> **EXERCISE AIM**: Only lines with the word "crate" belong in the answer; copy them from the records below.

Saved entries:
□ □ □ □

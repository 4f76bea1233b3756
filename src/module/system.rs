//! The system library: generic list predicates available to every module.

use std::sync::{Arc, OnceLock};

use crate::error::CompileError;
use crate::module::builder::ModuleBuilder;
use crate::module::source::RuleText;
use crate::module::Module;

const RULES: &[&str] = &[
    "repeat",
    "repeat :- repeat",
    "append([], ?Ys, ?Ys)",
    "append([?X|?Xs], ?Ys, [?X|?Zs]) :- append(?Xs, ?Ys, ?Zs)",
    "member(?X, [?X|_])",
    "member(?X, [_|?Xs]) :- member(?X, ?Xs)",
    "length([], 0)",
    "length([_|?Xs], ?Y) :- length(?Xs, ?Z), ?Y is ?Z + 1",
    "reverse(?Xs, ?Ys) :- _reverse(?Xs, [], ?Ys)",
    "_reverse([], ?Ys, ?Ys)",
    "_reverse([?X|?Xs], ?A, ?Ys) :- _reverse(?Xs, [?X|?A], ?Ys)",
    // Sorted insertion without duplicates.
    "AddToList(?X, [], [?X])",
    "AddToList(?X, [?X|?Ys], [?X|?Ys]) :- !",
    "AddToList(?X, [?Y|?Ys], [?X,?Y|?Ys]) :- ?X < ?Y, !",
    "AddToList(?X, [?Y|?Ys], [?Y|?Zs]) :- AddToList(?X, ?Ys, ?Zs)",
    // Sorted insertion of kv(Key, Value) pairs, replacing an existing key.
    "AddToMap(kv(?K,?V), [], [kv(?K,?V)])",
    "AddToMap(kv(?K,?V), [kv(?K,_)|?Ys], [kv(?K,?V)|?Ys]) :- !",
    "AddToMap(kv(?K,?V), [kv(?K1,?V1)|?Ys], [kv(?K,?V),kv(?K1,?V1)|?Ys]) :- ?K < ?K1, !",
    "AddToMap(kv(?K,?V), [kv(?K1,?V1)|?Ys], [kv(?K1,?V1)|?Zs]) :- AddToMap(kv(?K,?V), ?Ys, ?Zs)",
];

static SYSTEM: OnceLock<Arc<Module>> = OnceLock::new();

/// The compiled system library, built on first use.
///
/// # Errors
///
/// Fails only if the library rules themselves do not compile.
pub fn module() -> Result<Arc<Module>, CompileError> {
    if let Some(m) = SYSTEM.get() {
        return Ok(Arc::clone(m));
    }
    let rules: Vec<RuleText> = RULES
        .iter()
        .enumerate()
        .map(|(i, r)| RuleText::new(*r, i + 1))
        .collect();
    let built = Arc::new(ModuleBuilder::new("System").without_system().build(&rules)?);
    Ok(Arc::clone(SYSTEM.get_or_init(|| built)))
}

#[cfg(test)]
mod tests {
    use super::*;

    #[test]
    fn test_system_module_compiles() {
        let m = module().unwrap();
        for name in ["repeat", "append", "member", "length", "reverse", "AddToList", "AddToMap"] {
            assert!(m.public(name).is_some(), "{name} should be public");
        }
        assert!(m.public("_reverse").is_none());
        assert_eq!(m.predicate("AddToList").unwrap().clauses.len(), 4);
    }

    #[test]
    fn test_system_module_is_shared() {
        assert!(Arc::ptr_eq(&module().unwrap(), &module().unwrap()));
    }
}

□ □ □ □

> **RESPONSE TO THIS TASK**:
use crate::error::CompileError;
use crate::module::builder::ModuleBuilder;
use crate::module::source::RuleText;
use crate::module::Module;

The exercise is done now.